[Data]
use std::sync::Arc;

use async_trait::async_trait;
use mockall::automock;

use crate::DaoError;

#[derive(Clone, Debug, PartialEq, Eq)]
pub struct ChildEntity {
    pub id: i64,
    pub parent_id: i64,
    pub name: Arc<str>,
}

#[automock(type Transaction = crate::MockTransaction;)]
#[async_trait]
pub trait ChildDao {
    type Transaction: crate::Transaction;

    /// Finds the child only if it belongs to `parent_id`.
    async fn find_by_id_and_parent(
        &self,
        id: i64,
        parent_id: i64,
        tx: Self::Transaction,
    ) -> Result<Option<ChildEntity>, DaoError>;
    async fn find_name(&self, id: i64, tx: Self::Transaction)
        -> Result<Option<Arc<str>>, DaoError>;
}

==

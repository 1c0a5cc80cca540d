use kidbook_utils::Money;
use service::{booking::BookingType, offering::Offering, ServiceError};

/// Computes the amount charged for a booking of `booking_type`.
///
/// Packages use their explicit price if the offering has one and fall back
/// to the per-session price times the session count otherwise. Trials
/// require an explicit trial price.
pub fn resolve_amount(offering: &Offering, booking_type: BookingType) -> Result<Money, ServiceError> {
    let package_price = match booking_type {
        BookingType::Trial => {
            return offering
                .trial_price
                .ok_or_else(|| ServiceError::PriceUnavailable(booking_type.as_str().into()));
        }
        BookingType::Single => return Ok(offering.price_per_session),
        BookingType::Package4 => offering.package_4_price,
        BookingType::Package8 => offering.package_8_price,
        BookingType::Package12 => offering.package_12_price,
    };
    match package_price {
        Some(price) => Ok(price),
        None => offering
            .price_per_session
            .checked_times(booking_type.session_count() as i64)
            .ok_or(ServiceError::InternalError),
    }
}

...

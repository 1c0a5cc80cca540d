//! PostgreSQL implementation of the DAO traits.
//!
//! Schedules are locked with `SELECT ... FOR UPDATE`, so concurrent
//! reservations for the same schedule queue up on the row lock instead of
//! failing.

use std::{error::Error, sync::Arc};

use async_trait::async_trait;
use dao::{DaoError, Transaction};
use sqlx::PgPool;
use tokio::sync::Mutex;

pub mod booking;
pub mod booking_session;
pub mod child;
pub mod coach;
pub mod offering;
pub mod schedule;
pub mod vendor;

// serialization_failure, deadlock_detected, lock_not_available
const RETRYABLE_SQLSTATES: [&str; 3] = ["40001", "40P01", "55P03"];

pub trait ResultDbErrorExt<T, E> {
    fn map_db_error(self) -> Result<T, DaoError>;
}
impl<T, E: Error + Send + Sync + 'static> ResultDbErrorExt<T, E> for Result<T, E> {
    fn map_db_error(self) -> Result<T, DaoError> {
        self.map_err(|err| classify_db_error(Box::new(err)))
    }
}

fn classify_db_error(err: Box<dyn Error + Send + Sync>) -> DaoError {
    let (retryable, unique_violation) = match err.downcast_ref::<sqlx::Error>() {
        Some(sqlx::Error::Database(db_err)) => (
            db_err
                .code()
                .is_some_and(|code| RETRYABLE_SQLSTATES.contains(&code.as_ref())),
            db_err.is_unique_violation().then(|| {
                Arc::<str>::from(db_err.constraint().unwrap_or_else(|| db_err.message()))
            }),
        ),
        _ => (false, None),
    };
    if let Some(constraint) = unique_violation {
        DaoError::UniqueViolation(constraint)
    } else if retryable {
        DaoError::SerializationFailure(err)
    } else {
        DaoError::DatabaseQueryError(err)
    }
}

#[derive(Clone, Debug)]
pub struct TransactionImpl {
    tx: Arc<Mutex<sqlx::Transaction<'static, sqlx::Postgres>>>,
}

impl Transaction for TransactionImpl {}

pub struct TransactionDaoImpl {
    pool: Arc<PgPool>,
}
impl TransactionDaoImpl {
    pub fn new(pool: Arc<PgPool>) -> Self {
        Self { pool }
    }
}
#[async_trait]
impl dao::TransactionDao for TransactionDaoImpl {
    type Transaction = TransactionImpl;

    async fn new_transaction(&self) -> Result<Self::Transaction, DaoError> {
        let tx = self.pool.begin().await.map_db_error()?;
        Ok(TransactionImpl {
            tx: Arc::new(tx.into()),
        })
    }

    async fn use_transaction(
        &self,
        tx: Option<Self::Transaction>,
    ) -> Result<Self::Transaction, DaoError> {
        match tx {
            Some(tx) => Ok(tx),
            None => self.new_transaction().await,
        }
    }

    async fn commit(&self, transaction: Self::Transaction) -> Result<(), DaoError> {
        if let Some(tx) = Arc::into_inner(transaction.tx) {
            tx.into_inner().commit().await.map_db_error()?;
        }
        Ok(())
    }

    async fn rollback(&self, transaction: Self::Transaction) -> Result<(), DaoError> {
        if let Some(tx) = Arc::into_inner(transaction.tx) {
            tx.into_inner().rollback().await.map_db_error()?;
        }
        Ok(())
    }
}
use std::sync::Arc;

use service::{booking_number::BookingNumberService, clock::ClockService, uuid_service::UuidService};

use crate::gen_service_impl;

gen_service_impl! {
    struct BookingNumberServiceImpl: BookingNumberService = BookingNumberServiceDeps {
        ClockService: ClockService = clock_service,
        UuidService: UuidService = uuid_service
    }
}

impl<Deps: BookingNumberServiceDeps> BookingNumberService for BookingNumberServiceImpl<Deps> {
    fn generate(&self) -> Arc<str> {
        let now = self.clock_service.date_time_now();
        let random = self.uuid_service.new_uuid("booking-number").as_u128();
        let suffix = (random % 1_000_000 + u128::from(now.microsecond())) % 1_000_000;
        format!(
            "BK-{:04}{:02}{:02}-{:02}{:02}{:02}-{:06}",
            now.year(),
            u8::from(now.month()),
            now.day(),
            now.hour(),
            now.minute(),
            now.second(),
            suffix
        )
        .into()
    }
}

[Instructions to follow] Find each line in the records above that contains "Debug", and copy it.

[Task output]
#[derive(Clone, Debug, PartialEq, Eq)]
#[derive(Clone, Debug)]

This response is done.